» **Problem statement**: Say how many lines in the records contain "which". The reply must consist of the number alone.
----------------
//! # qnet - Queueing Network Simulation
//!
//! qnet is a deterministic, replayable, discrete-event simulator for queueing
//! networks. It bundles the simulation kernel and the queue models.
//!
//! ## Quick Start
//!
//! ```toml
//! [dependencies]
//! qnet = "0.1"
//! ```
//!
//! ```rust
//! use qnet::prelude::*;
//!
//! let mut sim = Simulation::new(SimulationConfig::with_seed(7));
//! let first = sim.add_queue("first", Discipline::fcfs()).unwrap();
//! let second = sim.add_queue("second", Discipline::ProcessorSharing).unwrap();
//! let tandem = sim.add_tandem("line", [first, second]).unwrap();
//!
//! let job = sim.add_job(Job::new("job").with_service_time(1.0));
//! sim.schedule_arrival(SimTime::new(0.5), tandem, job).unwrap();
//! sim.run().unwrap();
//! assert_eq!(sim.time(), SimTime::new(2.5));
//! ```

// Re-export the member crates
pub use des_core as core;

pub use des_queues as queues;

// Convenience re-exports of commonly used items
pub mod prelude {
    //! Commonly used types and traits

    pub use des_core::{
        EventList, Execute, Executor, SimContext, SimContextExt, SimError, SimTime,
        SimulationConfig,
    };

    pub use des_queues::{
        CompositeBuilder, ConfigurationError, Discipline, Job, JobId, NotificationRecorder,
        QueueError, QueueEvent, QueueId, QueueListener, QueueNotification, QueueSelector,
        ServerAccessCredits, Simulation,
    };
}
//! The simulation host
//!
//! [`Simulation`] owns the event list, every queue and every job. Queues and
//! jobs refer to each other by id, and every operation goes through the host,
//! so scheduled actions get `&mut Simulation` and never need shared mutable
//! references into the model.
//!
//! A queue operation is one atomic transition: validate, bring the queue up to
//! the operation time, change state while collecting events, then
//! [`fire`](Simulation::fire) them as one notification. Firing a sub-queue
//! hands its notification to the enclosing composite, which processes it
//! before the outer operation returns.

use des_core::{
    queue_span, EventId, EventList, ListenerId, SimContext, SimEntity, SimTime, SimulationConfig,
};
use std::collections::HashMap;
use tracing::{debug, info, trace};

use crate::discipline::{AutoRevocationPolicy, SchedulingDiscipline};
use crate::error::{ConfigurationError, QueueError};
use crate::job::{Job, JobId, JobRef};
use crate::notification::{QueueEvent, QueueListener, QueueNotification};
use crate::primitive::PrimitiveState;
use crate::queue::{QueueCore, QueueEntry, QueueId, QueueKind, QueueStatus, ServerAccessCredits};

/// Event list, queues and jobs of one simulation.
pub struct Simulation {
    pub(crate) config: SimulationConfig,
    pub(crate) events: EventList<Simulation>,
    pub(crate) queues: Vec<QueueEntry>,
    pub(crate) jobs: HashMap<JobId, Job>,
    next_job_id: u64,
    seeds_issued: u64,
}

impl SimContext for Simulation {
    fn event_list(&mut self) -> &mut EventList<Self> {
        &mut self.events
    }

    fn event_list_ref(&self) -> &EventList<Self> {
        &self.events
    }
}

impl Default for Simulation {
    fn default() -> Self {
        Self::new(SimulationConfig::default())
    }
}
----------------
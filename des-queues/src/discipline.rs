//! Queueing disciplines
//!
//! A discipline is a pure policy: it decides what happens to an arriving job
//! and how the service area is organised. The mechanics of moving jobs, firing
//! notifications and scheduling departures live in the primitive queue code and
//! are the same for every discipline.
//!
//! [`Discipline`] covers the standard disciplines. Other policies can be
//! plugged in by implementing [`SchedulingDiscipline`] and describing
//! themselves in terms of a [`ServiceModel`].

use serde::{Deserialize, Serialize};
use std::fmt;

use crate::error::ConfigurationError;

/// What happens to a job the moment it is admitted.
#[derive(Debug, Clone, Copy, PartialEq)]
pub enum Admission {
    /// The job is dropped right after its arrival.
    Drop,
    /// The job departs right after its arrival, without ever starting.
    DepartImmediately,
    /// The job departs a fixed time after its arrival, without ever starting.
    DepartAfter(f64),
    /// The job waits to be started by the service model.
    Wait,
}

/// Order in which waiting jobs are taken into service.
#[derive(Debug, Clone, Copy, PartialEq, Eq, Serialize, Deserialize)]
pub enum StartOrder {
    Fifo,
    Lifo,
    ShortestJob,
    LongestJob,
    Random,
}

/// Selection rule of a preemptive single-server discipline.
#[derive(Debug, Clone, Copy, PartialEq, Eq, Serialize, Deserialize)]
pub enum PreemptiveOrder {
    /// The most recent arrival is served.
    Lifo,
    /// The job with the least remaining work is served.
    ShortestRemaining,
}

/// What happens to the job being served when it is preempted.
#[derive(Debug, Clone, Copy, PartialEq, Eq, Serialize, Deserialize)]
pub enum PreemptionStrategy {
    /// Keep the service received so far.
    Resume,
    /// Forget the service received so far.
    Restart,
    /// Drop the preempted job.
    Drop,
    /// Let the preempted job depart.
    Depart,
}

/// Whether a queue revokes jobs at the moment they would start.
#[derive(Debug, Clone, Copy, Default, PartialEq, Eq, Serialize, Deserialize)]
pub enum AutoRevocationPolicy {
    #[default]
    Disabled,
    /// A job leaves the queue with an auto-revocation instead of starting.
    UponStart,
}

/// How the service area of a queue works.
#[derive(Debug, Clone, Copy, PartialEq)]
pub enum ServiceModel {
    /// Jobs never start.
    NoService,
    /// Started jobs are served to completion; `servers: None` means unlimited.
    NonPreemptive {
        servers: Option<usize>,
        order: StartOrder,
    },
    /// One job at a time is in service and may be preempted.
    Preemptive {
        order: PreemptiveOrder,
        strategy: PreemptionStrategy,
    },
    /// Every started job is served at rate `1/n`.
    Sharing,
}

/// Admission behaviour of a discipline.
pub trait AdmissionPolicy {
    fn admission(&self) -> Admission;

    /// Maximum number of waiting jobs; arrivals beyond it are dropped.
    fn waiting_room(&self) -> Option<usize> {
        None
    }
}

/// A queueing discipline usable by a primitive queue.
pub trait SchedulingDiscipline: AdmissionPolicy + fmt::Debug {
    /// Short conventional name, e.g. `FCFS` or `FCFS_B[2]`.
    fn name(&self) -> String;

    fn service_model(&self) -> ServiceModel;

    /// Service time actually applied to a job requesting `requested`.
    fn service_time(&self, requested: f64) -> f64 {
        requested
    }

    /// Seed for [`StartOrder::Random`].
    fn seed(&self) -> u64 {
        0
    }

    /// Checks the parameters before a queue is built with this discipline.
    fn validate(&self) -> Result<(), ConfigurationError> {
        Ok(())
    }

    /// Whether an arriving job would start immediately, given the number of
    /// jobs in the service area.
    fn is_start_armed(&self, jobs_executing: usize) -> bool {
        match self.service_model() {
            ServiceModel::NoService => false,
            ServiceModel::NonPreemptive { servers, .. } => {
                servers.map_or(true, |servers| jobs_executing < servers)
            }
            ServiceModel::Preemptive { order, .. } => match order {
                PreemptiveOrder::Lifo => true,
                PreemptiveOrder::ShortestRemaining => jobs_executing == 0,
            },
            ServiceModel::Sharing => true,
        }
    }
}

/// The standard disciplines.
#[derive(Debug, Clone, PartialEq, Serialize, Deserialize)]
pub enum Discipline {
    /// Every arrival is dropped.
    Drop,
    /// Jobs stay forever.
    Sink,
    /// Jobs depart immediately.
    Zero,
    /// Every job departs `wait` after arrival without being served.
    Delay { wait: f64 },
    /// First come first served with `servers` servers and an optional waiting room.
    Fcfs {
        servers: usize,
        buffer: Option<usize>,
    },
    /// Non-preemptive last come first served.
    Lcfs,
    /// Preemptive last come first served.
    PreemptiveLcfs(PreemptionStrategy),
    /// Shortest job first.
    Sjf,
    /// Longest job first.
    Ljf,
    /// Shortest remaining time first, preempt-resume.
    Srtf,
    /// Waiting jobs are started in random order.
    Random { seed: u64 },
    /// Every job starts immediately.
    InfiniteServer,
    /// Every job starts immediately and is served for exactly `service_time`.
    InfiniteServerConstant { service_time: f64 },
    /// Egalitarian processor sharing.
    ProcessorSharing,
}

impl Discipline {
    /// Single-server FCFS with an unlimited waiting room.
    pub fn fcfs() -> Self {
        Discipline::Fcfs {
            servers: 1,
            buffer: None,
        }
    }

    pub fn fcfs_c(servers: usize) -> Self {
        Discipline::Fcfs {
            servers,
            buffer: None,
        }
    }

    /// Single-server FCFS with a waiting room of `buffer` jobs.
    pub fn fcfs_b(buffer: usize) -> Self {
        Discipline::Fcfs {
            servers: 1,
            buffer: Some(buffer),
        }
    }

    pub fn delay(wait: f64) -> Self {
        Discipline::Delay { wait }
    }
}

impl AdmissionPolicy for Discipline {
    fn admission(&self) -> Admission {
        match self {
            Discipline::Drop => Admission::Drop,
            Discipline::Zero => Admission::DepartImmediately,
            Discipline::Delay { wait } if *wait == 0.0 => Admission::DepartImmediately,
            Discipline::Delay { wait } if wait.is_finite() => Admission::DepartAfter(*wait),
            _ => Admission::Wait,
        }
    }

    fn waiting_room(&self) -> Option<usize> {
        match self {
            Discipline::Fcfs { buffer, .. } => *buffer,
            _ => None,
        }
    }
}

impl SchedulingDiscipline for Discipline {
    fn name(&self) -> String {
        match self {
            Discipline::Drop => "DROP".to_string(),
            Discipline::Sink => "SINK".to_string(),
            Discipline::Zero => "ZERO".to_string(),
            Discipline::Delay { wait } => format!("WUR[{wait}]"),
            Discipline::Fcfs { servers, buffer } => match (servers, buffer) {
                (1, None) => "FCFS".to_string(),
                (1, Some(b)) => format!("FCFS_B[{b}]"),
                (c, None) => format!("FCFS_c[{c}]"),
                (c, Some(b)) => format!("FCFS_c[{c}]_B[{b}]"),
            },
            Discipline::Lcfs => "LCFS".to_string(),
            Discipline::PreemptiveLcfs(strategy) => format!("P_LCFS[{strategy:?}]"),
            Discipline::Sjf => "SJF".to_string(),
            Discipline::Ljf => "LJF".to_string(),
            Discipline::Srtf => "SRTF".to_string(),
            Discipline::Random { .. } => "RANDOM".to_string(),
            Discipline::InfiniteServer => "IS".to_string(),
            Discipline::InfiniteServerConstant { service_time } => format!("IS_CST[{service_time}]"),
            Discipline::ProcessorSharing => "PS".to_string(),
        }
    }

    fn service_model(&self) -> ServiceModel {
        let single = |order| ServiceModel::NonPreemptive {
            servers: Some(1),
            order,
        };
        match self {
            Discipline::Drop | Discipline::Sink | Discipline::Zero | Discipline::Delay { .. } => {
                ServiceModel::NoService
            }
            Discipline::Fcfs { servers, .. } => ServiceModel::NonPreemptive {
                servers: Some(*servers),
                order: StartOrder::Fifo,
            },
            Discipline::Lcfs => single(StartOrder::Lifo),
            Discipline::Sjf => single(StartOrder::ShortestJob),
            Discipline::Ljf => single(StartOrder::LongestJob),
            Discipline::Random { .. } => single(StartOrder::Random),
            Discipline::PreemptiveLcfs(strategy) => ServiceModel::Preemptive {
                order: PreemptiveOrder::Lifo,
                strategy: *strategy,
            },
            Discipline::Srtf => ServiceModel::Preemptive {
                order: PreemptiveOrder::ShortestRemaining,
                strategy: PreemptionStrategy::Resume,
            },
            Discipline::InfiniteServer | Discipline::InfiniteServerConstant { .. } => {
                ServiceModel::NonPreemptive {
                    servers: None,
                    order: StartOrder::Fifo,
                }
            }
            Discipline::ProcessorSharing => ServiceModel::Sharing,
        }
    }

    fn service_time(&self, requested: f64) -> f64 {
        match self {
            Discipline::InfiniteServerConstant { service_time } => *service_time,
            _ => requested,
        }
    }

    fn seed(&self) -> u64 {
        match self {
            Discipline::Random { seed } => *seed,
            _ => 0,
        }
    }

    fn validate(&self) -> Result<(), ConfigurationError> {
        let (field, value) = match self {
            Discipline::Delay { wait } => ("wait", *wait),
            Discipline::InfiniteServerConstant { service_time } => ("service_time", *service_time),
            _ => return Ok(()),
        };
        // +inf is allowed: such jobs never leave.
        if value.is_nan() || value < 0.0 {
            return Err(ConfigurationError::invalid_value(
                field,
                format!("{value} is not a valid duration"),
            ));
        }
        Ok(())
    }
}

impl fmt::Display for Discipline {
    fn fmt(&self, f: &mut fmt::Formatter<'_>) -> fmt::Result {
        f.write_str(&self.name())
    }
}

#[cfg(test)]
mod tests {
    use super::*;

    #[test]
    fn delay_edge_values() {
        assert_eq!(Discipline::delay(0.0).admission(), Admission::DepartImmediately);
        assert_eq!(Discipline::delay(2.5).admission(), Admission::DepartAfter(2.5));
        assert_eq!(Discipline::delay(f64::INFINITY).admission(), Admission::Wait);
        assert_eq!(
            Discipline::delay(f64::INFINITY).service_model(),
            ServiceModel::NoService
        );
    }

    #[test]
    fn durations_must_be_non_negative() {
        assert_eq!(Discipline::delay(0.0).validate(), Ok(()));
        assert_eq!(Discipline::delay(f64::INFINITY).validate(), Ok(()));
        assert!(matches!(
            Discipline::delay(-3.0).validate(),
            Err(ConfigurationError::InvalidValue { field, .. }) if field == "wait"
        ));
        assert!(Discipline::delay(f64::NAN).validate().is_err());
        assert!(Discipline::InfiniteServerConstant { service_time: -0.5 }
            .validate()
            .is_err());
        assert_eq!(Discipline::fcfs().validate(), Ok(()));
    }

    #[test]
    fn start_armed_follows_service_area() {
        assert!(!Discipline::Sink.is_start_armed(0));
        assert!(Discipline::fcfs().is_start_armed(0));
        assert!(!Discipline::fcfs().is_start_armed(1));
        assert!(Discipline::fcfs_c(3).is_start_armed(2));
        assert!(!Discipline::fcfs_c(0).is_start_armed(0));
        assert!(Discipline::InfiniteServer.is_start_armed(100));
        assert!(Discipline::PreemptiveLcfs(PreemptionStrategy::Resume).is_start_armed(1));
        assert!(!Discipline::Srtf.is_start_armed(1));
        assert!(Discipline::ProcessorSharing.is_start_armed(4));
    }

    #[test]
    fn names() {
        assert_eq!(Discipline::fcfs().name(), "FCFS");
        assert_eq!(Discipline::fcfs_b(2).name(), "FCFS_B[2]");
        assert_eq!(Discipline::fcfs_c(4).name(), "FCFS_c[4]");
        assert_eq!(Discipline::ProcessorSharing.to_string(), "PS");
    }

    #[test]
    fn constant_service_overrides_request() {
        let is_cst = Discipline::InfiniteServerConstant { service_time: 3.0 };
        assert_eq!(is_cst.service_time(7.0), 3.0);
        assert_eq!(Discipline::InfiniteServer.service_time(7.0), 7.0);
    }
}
----------------
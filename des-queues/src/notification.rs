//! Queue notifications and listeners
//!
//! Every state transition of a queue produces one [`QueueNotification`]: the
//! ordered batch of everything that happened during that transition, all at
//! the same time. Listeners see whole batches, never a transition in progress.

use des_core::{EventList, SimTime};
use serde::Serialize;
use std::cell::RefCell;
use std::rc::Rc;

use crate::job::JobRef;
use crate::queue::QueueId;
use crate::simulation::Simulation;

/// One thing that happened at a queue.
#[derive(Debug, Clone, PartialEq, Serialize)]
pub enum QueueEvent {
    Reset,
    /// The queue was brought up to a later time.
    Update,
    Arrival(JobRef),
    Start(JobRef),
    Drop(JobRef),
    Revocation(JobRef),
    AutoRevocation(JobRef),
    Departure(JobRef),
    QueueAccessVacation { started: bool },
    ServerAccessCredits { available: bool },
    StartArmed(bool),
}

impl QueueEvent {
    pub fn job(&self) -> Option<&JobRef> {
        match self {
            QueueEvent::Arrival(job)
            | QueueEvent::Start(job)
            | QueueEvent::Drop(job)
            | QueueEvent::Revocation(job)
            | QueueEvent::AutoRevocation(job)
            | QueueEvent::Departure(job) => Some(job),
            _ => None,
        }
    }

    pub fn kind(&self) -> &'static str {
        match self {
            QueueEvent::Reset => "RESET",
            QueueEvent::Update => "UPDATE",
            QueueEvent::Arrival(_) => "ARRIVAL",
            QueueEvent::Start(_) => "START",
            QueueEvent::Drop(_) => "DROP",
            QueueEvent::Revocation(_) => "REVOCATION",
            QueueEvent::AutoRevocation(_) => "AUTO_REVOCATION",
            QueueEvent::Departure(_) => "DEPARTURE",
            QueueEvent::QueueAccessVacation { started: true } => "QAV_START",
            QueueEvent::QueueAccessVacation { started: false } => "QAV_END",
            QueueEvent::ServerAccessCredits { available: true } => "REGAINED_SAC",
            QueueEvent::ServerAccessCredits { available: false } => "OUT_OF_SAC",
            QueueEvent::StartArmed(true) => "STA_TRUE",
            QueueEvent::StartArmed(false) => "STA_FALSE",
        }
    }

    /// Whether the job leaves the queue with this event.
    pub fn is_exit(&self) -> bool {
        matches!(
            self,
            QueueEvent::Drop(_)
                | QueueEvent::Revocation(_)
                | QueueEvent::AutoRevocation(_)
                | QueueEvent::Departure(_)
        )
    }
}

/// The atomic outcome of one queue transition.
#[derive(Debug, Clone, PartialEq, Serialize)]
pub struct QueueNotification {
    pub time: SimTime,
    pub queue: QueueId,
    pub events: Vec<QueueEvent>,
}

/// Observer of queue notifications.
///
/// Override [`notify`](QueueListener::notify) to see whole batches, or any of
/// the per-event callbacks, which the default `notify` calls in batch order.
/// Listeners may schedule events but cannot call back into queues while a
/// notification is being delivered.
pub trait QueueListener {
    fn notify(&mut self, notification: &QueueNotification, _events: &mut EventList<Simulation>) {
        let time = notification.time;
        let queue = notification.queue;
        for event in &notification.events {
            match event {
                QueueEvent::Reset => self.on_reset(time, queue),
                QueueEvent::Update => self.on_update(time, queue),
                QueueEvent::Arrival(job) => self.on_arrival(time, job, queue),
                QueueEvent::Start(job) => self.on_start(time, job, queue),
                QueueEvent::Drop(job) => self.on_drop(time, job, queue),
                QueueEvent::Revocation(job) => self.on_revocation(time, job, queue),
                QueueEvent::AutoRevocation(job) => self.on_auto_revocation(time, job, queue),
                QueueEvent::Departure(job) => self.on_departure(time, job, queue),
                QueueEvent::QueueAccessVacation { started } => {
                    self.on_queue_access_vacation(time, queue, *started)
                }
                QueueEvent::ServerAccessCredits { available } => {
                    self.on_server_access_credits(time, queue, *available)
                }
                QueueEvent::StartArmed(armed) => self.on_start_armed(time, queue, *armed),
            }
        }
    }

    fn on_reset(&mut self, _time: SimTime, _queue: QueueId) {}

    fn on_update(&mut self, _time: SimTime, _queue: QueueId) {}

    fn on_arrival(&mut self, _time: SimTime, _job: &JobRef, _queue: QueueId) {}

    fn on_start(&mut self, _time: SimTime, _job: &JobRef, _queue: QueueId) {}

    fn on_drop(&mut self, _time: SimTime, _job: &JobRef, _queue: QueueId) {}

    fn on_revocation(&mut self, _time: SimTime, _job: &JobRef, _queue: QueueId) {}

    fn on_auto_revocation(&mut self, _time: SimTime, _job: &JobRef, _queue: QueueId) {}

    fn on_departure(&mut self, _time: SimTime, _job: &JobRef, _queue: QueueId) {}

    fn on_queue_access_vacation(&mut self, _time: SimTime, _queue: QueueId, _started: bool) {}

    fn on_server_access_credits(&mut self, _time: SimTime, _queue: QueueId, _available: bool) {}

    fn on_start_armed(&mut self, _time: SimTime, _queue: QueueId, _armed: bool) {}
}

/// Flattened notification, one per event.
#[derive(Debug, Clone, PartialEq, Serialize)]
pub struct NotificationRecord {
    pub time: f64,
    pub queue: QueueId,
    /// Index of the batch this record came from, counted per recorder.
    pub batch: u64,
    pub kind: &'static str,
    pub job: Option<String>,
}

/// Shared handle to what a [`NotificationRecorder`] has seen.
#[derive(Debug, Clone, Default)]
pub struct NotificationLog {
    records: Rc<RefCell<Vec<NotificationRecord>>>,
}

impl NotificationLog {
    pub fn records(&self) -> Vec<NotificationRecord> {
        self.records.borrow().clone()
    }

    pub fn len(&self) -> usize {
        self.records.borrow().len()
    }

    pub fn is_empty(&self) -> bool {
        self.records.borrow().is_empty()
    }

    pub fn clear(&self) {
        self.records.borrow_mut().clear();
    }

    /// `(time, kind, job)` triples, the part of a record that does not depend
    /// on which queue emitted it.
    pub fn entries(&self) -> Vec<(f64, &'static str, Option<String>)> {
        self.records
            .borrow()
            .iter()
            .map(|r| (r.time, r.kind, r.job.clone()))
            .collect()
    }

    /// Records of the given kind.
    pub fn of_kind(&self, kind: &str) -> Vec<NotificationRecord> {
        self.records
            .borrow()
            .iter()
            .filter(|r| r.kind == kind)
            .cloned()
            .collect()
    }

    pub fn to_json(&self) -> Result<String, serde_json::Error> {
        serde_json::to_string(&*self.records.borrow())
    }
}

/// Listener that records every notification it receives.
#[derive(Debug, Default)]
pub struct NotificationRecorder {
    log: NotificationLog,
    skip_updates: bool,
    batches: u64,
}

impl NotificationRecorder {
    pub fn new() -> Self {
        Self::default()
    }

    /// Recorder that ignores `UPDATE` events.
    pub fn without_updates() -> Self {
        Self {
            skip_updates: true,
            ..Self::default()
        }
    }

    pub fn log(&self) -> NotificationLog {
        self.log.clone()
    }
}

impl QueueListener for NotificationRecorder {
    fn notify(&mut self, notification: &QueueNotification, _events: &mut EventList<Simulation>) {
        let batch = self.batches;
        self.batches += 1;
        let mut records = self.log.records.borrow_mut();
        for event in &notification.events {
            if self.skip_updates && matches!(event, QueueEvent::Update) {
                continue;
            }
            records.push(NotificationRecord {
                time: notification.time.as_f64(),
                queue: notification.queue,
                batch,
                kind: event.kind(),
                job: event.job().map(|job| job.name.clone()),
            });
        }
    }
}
----------------
» **Exercise response**: 4